The dataset is the **News Headline Dataset for Sarcasm Detection**. It contains the binary lables for each news headline, such as:

* 0 -> No Sarcasm
* 1 -> Sarcasm

You are provided with the dataset with an **80-20 train-test** split, in the `train.csv` and `test.csv`.

In [70]:
train_data = pd.read_csv("train.csv")
print("Shape:", train_data.shape)
train_data.head()

Shape: (21367, 2)


Unnamed: 0,headlines,is_sarcastic
0,shares of hazmat-suit maker spike on nyc ebola...,0
1,miss america called before u.n. council for no...,1
2,"tarsiers, the world's smallest primate: animal...",0
3,"'richie rich' comics introduces new, even gaye...",1
4,no one able to tell clam just had stroke,1


Now we will separate the data and the labels.

In [71]:
train_X = train_data["headlines"] # Data that we will pre-process
train_Y = train_data["is_sarcastic"] # True labels

## Feature Engineering + Preprocessing

Your job is to use your **Feature Engineering Skills** to convert the text into a feature vector. For this purpose we will first build our `Bag Of Words` and `N-Gram` models. But first we need to make our text uniform.

### 1) Text Normalization

The first step while dealing with the natural language is `Text Normalization`, which is done in the following three steps.

**Question 1:** Write a function `remove_punctuation_marks` that takes a text and replaces all punctuation marks with a single space. (3)

**Example:** Let's say we have a text, `"Are you ready to Co-ordinate with US?"`. The function must return this text `"Are you ready to Co ordinate with US "`

*Hint: You can use a regex to detect anything that is not a word.*

<!--
BEGIN QUESTION
name: q1
points: 3
-->

In [72]:
def remove_punctuation_marks(text):
    mystring = re.sub(r'[^\w\s]', ' ', text)
    return mystring
remove_punctuation_marks("Are you ready to Co-ordinate with US?")

'Are you ready to Co ordinate with US '

In [73]:
grader.check("q1")

**Question 2:** Write a function `to_lower_case` that takes a text and converts it into lower-case. (2)

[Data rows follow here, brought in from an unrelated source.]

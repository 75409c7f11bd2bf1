// ==========================================
// 学校课表排课系统 - 配置层
// ==========================================
// 职责: 系统配置管理（作息窗口）
// 存储: config_kv 表
// ==========================================

pub mod config_manager;

// 重导出核心配置管理器
pub use config_manager::{config_keys, ConfigManager};
// ==========================================
// 学校课表排课系统 - 课表条目领域模型
// ==========================================
// 条目只创建或删除，不原地修改（修改 = 删除 + 新建）
// ==========================================

use crate::domain::types::{ClassGroupId, EntryId, SchoolDay, SubjectId, TeacherId};
use chrono::NaiveTime;
use serde::{Deserialize, Serialize};

// ==========================================
// ScheduleEntry - 课表条目
// ==========================================
#[derive(Debug, Clone, PartialEq, Eq, Serialize, Deserialize)]
pub struct ScheduleEntry {
    pub id: EntryId,
    pub class_group_id: ClassGroupId,
    pub teacher_id: TeacherId,
    pub subject_id: SubjectId,
    pub day_of_week: SchoolDay,
    pub start_time: NaiveTime,
    pub end_time: NaiveTime,
    pub room: Option<String>,  // 教室不参与冲突检测
    pub lesson_number: u32,    // 当日第几节（从 1 开始）
}

impl ScheduleEntry {
    /// 与给定时间段是否重叠（半开区间 [start, end)）
    pub fn overlaps(&self, start: NaiveTime, end: NaiveTime) -> bool {
        ranges_overlap(self.start_time, self.end_time, start, end)
    }

    /// 与另一条目是否同日且时间重叠
    pub fn overlaps_entry(&self, other: &ScheduleEntry) -> bool {
        self.day_of_week == other.day_of_week && self.overlaps(other.start_time, other.end_time)
    }
}

/// 半开区间重叠判定
pub fn ranges_overlap(a_start: NaiveTime, a_end: NaiveTime, b_start: NaiveTime, b_end: NaiveTime) -> bool {
    a_start < b_end && b_start < a_end
}

// ==========================================
// NewScheduleEntry - 人工录入候选条目
// ==========================================
// 尚无标识；节次可不填，由时间网格推导
#[derive(Debug, Clone, PartialEq, Eq, Serialize, Deserialize)]
pub struct NewScheduleEntry {
    pub class_group_id: ClassGroupId,
    pub teacher_id: TeacherId,
    pub subject_id: SubjectId,
    pub day_of_week: SchoolDay,
    pub start_time: NaiveTime,
    pub end_time: NaiveTime,
    #[serde(default)]
    pub room: Option<String>,
    #[serde(default)]
    pub lesson_number: Option<u32>,
}

impl NewScheduleEntry {
    /// 赋予标识与节次，得到正式条目
    pub fn into_entry(self, id: EntryId, lesson_number: u32) -> ScheduleEntry {
        ScheduleEntry {
            id,
            class_group_id: self.class_group_id,
            teacher_id: self.teacher_id,
            subject_id: self.subject_id,
            day_of_week: self.day_of_week,
            start_time: self.start_time,
            end_time: self.end_time,
            room: self.room,
            lesson_number,
        }
    }
}

// ==========================================
// ScheduleEntryView - 查询视图（附带名称）
// ==========================================
#[derive(Debug, Clone, PartialEq, Eq, Serialize, Deserialize)]
pub struct ScheduleEntryView {
    #[serde(flatten)]
    pub entry: ScheduleEntry,
    pub class_group_name: String,
    pub teacher_name: String,
    pub subject_name: String,
}

// ==========================================
// EntryScope - 条目查询范围
// ==========================================
#[derive(Debug, Clone, Copy, PartialEq, Eq, Serialize, Deserialize)]
#[serde(tag = "kind", content = "id", rename_all = "SCREAMING_SNAKE_CASE")]
pub enum EntryScope {
    All,
    ClassGroup(ClassGroupId),
    Teacher(TeacherId),
    Day(SchoolDay),
}

impl EntryScope {
    /// 条目是否落在该范围内
    pub fn contains(&self, entry: &ScheduleEntry) -> bool {
        match self {
            EntryScope::All => true,
            EntryScope::ClassGroup(id) => entry.class_group_id == *id,
            EntryScope::Teacher(id) => entry.teacher_id == *id,
            EntryScope::Day(day) => entry.day_of_week == *day,
        }
    }
}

**Example:** Now the above processed text, `"Are you ready to Co ordinate with US "` must become `"are you ready to co ordinate with us "`.

<!--
BEGIN QUESTION
name: q2
points: 2
-->

In [74]:
def to_lower_case(text):
    text = text.lower()
    return text


In [75]:
grader.check("q2")

**Question 3:** Write a function `remove_stop_words` that takes a text and a list of stop words, and removes all of the words that are not in the file of stop words provided to you (i.e. `stopwords.txt`). (5)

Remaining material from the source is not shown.